[[ DATA FOR REVIEW, beginning ]]

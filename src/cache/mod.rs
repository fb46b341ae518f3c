//! In-process caches in front of the fast tier.
//!
//! [`LocalCounterCache`] counts hits per time window without a network round
//! trip and pushes the latest window values downstream on a schedule.

mod access_guard;
mod counter_consumer;
mod relation_cache;
mod sink;

pub use access_guard::{AccessDecision, AccessGuard};
pub use counter_consumer::{CounterSyncConsumer, CounterSyncStats};
pub use relation_cache::RelationCache;
pub use sink::{BrokerCounterSink, CounterSink, KvCounterSink};

use crate::config::CounterCacheConfig;
use crate::error::{LikeBridgeError, Result};
use crate::kv::KeyValueStore;
use crate::models::CounterSyncRecord;
use dashmap::{DashMap, DashSet};
use std::sync::Arc;
use std::time::Duration;
use tokio::sync::watch;
use tokio::time::{interval, Instant, MissedTickBehavior};
use tracing::{debug, error, info, warn};

#[derive(Debug, Clone)]
struct CounterEntry {
    value: i64,
    last_write: Instant,
    ttl: Duration,
}

impl CounterEntry {
    fn is_idle(&self, now: Instant) -> bool {
        now.saturating_duration_since(self.last_write) >= self.ttl
    }
}

/// Outcome of one flush sweep
#[derive(Debug, Clone, Copy, Default, PartialEq, Eq)]
pub struct FlushReport {
    pub flushed: usize,
    pub evicted: usize,
}

/// Time-windowed counters held in process.
///
/// Each increment lands in `"{key}:{window}"` where the window is the current
/// epoch second divided by the interval. Written windows are marked dirty and
/// the flush loop emits their latest values to a [`CounterSink`]. Windows
/// idle past their TTL are dropped once flushed.
pub struct LocalCounterCache {
    entries: DashMap<String, CounterEntry>,
    dirty: DashSet<String>,
    interval: Duration,
    ttl: Duration,
    max_entries: usize,
    sink: Arc<dyn CounterSink>,
    seed: Option<Arc<dyn KeyValueStore>>,
}

impl LocalCounterCache {
    pub fn new(sink: Arc<dyn CounterSink>, interval: Duration, ttl: Duration) -> Self {
        Self {
            entries: DashMap::new(),
            dirty: DashSet::new(),
            interval,
            ttl,
            max_entries: usize::MAX,
            sink,
            seed: None,
        }
    }

    pub fn from_config(config: &CounterCacheConfig, sink: Arc<dyn CounterSink>) -> Self {
        Self::new(
            sink,
            Duration::from_secs(config.interval_secs),
            Duration::from_secs(config.ttl_secs),
        )
        .with_max_entries(config.max_entries)
    }

    /// Seed windows missing locally from the value already in the store
    pub fn with_seed(mut self, store: Arc<dyn KeyValueStore>) -> Self {
        self.seed = Some(store);
        self
    }

    pub fn with_max_entries(mut self, max_entries: usize) -> Self {
        self.max_entries = max_entries.max(1);
        self
    }

    /// Count one hit for `key` in the current window and return the window total
    pub async fn increment(&self, key: &str) -> Result<i64> {
        self.increment_with(key, self.interval, self.ttl).await
    }

    pub async fn increment_with(&self, key: &str, interval: Duration, ttl: Duration) -> Result<i64> {
        if key.trim().is_empty() {
            return Err(LikeBridgeError::InvalidParameter(
                "counter key must not be blank".to_string(),
            ));
        }

        let window_key = window_key(key, chrono::Utc::now().timestamp(), interval);

        // Seed outside the map so no shard lock is held across the await
        let initial = if self.entries.contains_key(&window_key) {
            0
        } else {
            self.seed_value(&window_key).await
        };

        let now = Instant::now();
        let value = {
            let mut entry = self
                .entries
                .entry(window_key.clone())
                .or_insert_with(|| CounterEntry {
                    value: initial,
                    last_write: now,
                    ttl,
                });
            entry.value += 1;
            entry.last_write = now;
            entry.ttl = ttl;
            entry.value
        };

        self.dirty.insert(window_key);
        Ok(value)
    }

    async fn seed_value(&self, window_key: &str) -> i64 {
        let Some(store) = &self.seed else {
            return 0;
        };
        match store.get(window_key).await {
            Ok(Some(raw)) => raw.parse::<i64>().unwrap_or_else(|_| {
                warn!("Ignoring non-numeric counter value {:?} at {}", raw, window_key);
                0
            }),
            Ok(None) => 0,
            Err(e) => {
                warn!("Could not seed counter {} from store: {}", window_key, e);
                0
            }
        }
    }

    /// Current local value of a window key
    pub fn get(&self, window_key: &str) -> Option<i64> {
        self.entries.get(window_key).map(|entry| entry.value)
    }

    pub fn len(&self) -> usize {
        self.entries.len()
    }

    pub fn is_empty(&self) -> bool {
        self.entries.is_empty()
    }

    pub fn dirty_count(&self) -> usize {
        self.dirty.len()
    }

    /// Emit every dirty window's latest value, then evict idle windows.
    ///
    /// On a sink failure the drained keys are marked dirty again and kept.
    pub async fn flush(&self) -> Result<FlushReport> {
        let keys: Vec<String> = self.dirty.iter().map(|key| key.key().clone()).collect();
        let mut records = Vec::with_capacity(keys.len());
        for key in keys {
            self.dirty.remove(&key);
            if let Some(entry) = self.entries.get(&key) {
                records.push(CounterSyncRecord::new(key.clone(), entry.value));
            }
        }

        let mut result = Ok(records.len());
        if !records.is_empty() {
            match self.sink.write(&records).await {
                Ok(()) => {
                    crate::metrics::record_counter_flush(self.sink.name(), "success", records.len());
                    debug!("Flushed {} counter windows to {}", records.len(), self.sink.name());
                }
                Err(e) => {
                    crate::metrics::record_counter_flush(self.sink.name(), "failure", 0);
                    for record in &records {
                        self.dirty.insert(record.key.clone());
                    }
                    result = Err(e);
                }
            }
        }

        let evicted = self.evict_idle();
        crate::metrics::update_counter_cache_entries(self.entries.len(), self.dirty.len());

        result.map(|flushed| FlushReport { flushed, evicted })
    }

    fn evict_idle(&self) -> usize {
        let now = Instant::now();
        let before = self.entries.len();
        self.entries
            .retain(|key, entry| !entry.is_idle(now) || self.dirty.contains(key));

        if self.entries.len() > self.max_entries {
            let mut clean: Vec<(String, Instant)> = self
                .entries
                .iter()
                .filter(|entry| !self.dirty.contains(entry.key()))
                .map(|entry| (entry.key().clone(), entry.last_write))
                .collect();
            clean.sort_by_key(|(_, last_write)| *last_write);
            let excess = self.entries.len() - self.max_entries;
            for (key, _) in clean.into_iter().take(excess) {
                self.entries.remove(&key);
            }
        }

        before.saturating_sub(self.entries.len())
    }

    /// Flush on a fixed schedule until shutdown, then flush once more
    pub async fn run_flush_loop(
        self: Arc<Self>,
        flush_interval: Duration,
        mut shutdown_rx: watch::Receiver<bool>,
    ) {
        info!(
            "Counter flush loop started (every {}ms, sink {})",
            flush_interval.as_millis(),
            self.sink.name()
        );
        let mut timer = interval(flush_interval);
        timer.set_missed_tick_behavior(MissedTickBehavior::Delay);
        timer.reset();

        loop {
            tokio::select! {
                _ = timer.tick() => {
                    if let Err(e) = self.flush().await {
                        warn!("Counter flush failed, will retry next cycle: {}", e);
                    }
                }
                changed = shutdown_rx.changed() => {
                    if changed.is_err() || *shutdown_rx.borrow() {
                        info!("Shutting down counter flush loop");
                        if let Err(e) = self.flush().await {
                            error!("Final counter flush failed: {}", e);
                        }
                        break;
                    }
                }
            }
        }
    }
}

/// `"{key}:{epoch_secs / interval}"`
pub fn window_key(key: &str, epoch_secs: i64, interval: Duration) -> String {
    let width = interval.as_secs().max(1) as i64;
    format!("{}:{}", key, epoch_secs.div_euclid(width))
}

[[ DATA FOR REVIEW, end ]]

* WHAT THIS TASK INVOLVES *
Your answer should be a single number: how many lines in the data above include "changed"?

* EXERCISE RESPONSE *
2